I have a ts unit on hold for next April.  It's a Sunday to Sunday week so we'd be flying home on Easter.  Is it more expensive than going home on Saturday?

I have to decide by tomorrow afternoon whether to take the week or release the hold.

Thanks!!


----------



## scrapngen (Jun 13, 2010)

It is actually a lot cheaper rather than more expensive in my experience!

For the last two years, we have flown on Easter Sunday saving a ton for a round-trip flight! This year it was a last minute (1 month out) trip to the Big Island and the difference between Easter vs. Saturday and Sunday was over $300 per ticket. (about $700 less than  if we'd tried to leave Friday!!)

The year before it was an longer planned trip to Australia and it saved us about $200-$400 per ticket. (Don't quite remember the details, but know it was significant for 4 people) Departure in both cases was Seattle.
Not my druthers, but worked out well for us. The Easter bunny visited the Virgin Australia plane, so my daughters were happy. Love Virgin Australia, BTW. 

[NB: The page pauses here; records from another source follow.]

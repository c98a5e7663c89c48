use std::path::PathBuf;

use anyhow::Result;

use downdate_core::{files_byte_equal, UpdateFile};

use crate::document::{HardlinkOperation, PendingXml};

/// A crafted queue document plus the destinations that were skipped
/// because source and destination already hold identical bytes.
#[derive(Debug, Clone)]
pub struct BuiltQueue {
    pub document: PendingXml,
    pub skipped: Vec<PathBuf>,
}

/// Builds the replacement-operation queue from fully resolved update
/// files, preserving their order.
///
/// Entries whose source equals the destination byte-for-byte are dropped
/// entirely so the consuming mechanism never sees no-op operations.
pub fn build_downgrade_queue(update_files: &[UpdateFile]) -> Result<BuiltQueue> {
    let mut document = PendingXml::new();
    let mut skipped = Vec::new();

    for update_file in update_files {
        if update_file.needs_resolution {
            anyhow::bail!(
                "source-unresolvable: update file for {} was never resolved",
                update_file.destination.display()
            );
        }

        if files_byte_equal(&update_file.source, &update_file.destination)? {
            skipped.push(update_file.destination.clone());
            continue;
        }

        document.push_hardlink(HardlinkOperation {
            source: update_file.source.display().to_string(),
            destination: update_file.destination.display().to_string(),
        });
    }

    Ok(BuiltQueue { document, skipped })
}
//! Wordcoach - vocabulary flashcards with AI pronunciation feedback
//!
//! This is the main entry point for the Wordcoach application.

mod ai;
mod app;
mod audio;
mod cli;
mod error;
mod models;
mod settings;
mod state;

use clap::Parser;
use log::{error, info};
use std::process::ExitCode;

fn main() -> ExitCode {
    // Parse command-line arguments and initialize logging
    let args = cli::Args::parse();
    cli::init_logging(&args);

    info!("Starting Wordcoach");

    // Device callbacks arrive on their own threads; everything else runs on
    // one cooperative thread
    let runtime = match tokio::runtime::Builder::new_current_thread()
        .enable_all()
        .build()
    {
        Ok(runtime) => runtime,
        Err(e) => {
            error!("Failed to create Tokio runtime: {}", e);
            return ExitCode::FAILURE;
        }
    };

    match runtime.block_on(app::run(args)) {
        Ok(()) => ExitCode::SUCCESS,
        Err(e) => {
            eprintln!("{:#}", e);
            ExitCode::FAILURE
        }
    }
}
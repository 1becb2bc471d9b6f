//! Audio device seams and the exclusive microphone lock

use super::pcm::DecodedBuffer;
use crate::error::AudioError;
use async_trait::async_trait;
use std::sync::atomic::{AtomicBool, Ordering};
use std::sync::{Arc, OnceLock};
use tokio::sync::mpsc;

/// Audio capture configuration
#[derive(Clone, Debug, PartialEq, Eq)]
pub struct CaptureConfig {
    /// Sample rate (default: 16000, plenty for speech grading)
    pub sample_rate: u32,
    /// Number of channels (default: 1 for mono)
    pub channels: u16,
}

impl Default for CaptureConfig {
    fn default() -> Self {
        Self {
            sample_rate: 16000,
            channels: 1,
        }
    }
}

/// Sender side of the chunk stream a device feeds while recording
pub type ChunkSender = mpsc::UnboundedSender<Vec<u8>>;

/// An audio input that streams encoded chunks
///
/// The device must drop every clone of `chunks` once its final chunk has been
/// sent; the closed channel is the end-of-recording notification.
#[async_trait]
pub trait InputDevice: Send + Sync {
    /// Open the device and start streaming. Resolves once the device is live.
    async fn open(
        &self,
        config: &CaptureConfig,
        chunks: ChunkSender,
    ) -> Result<Box<dyn InputHandle>, AudioError>;
}

/// A live input stream
pub trait InputHandle: Send {
    /// The format the device actually delivers, once it has been negotiated
    fn format(&self) -> Option<CaptureConfig> {
        None
    }

    /// Release the device; returns once the stream is torn down
    fn close(self: Box<Self>);
}

/// An audio output that can start independent voices
pub trait OutputDevice: Send + Sync {
    /// Start playing a buffer immediately on a new voice
    fn start_voice(&self, buffer: DecodedBuffer) -> Result<Box<dyn Voice>, AudioError>;
}

/// A single-use playback node
pub trait Voice: Send {
    fn is_finished(&self) -> bool;

    /// Stop playback and wait for the voice to wind down
    fn stop(self: Box<Self>);
}

/// Guards the singleton microphone against double acquisition
#[derive(Clone, Debug, Default)]
pub struct MicrophoneLock {
    held: Arc<AtomicBool>,
}

impl MicrophoneLock {
    pub fn new() -> Self {
        Self::default()
    }

    /// The process-wide lock for the default input device
    pub fn global() -> Self {
        static GLOBAL: OnceLock<MicrophoneLock> = OnceLock::new();
        GLOBAL.get_or_init(MicrophoneLock::new).clone()
    }

    #[cfg(test)]
    pub fn is_held(&self) -> bool {
        self.held.load(Ordering::SeqCst)
    }

    /// Take the microphone, failing with `DeviceBusy` if someone else has it
    pub fn acquire(&self) -> Result<DeviceLease, AudioError> {
        self.held
            .compare_exchange(false, true, Ordering::SeqCst, Ordering::SeqCst)
            .map_err(|_| AudioError::DeviceBusy)?;
        Ok(DeviceLease {
            held: self.held.clone(),
        })
    }
}

/// Ownership of the microphone; released on drop
#[derive(Debug)]
pub struct DeviceLease {
    held: Arc<AtomicBool>,
}

impl DeviceLease {
    pub fn release(self) {}
}

impl Drop for DeviceLease {
    fn drop(&mut self) {
        self.held.store(false, Ordering::SeqCst);
    }
}
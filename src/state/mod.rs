//! Word persistence and in-memory practice state

mod app_state;
mod database;

pub use app_state::PracticeState;
pub use database::{JsonWordStore, WordStore};

#[cfg(test)]
pub use database::MemoryWordStore;
//! Application settings persistence using dconf
//!
//! Settings are stored in dconf under `/com/wordcoach/flashcards/`

use crate::models::Settings;
use log::error;

const DCONF_PATH: &str = "/com/wordcoach/flashcards/";

/// Keys for dconf settings
mod keys {
    pub const TEXT_MODEL: &str = "text-model";
    pub const SPEECH_MODEL: &str = "speech-model";
    pub const VOICE_NAME: &str = "voice-name";
    pub const FEEDBACK_LANGUAGE: &str = "feedback-language";
}

fn get_string(key: &str) -> Option<String> {
    let key = format!("{}{}", DCONF_PATH, key);
    dconf_rs::get_string(&key)
        .ok()
        .map(|v| v.trim().to_string())
        .filter(|v| !v.is_empty())
}

fn set_string(key: &str, value: &str) {
    let path = format!("{}{}", DCONF_PATH, key);
    if let Err(e) = dconf_rs::set_string(&path, value) {
        error!("Failed to save {} to dconf: {}", key, e);
    }
}

/// Load settings, using defaults for anything unset
pub fn load() -> Settings {
    let defaults = Settings::default();
    Settings {
        text_model: get_string(keys::TEXT_MODEL).unwrap_or(defaults.text_model),
        speech_model: get_string(keys::SPEECH_MODEL).unwrap_or(defaults.speech_model),
        voice_name: get_string(keys::VOICE_NAME).unwrap_or(defaults.voice_name),
        feedback_language: get_string(keys::FEEDBACK_LANGUAGE)
            .unwrap_or(defaults.feedback_language),
    }
}

/// Set the model used for word details and grading
pub fn set_text_model(model: &str) {
    set_string(keys::TEXT_MODEL, model);
}

/// Set the speech synthesis model
pub fn set_speech_model(model: &str) {
    set_string(keys::SPEECH_MODEL, model);
}

/// Set the prebuilt voice used for pronunciation playback
pub fn set_voice_name(voice: &str) {
    set_string(keys::VOICE_NAME, voice);
}

/// Set the language feedback is written in
pub fn set_feedback_language(language: &str) {
    set_string(keys::FEEDBACK_LANGUAGE, language);
}
//! Audio capture, transport encoding, PCM decoding and playback
//!
//! This module provides:
//! - Microphone capture through PipeWire, finalized into WAV recordings
//! - Base64 transport text for recordings and synthesized speech
//! - Raw 16-bit PCM decoding into per-channel float buffers
//! - Fire-and-forget playback on a shared output context

mod capture;
pub mod codec;
mod container;
mod device;
pub mod pcm;
mod playback;

pub use capture::Recorder;
pub use container::{EncodedAudio, WavContainer};
pub use pcm::{DecodedBuffer, FramePolicy};
pub use playback::AudioOutput;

We wouldn't have made the Big Island trip without such great airfare. So I'd definitely say yes to an Easter flight if you don't have religious conflicts. We just went to midnight mass before flying.


----------



## goofygirl17 (Jun 13, 2010)

So Easter Sunday was actually cheaper?!  That would be great!  I think the Easter Bunny could visit our room before we leave  

Thanks!


----------



## djs (Jun 13, 2010)

I think a lot of times the actual day of a holiday can be cheaper than other times.  Airlines still need to fly as planes are constantly being moved into position for flights the next day or later in the week.  In the end it's all supply and demand, less people booked on given flights means there'll be cheaper seats.


----------



## goofygirl17 (Jun 13, 2010)

Thanks.  I haven't decided yet but I guess it will probably be expensive whether we leave on Sat or Sun since it's a holiday weekend.

Thanks again.


----------



## scrapngen (Jun 13, 2010)

I would go for it, if everything else seemed reasonably within your needs.  As I said, you may/will be pleasantly surprised, as a trip with an Easter flight was the best price vs. choosing any of the surrounding days. And since I've found this to be true for that particular date two years in a row, with different destinations (and I actually searched for other places as well as our location was lfexible within the region)  I'd say go for it!! However, can't say how having the other date be specifically Sunday affects the price. I still would bet that it will be lower than any other combination of dates in the timeframe you are looking at. Good luck!! 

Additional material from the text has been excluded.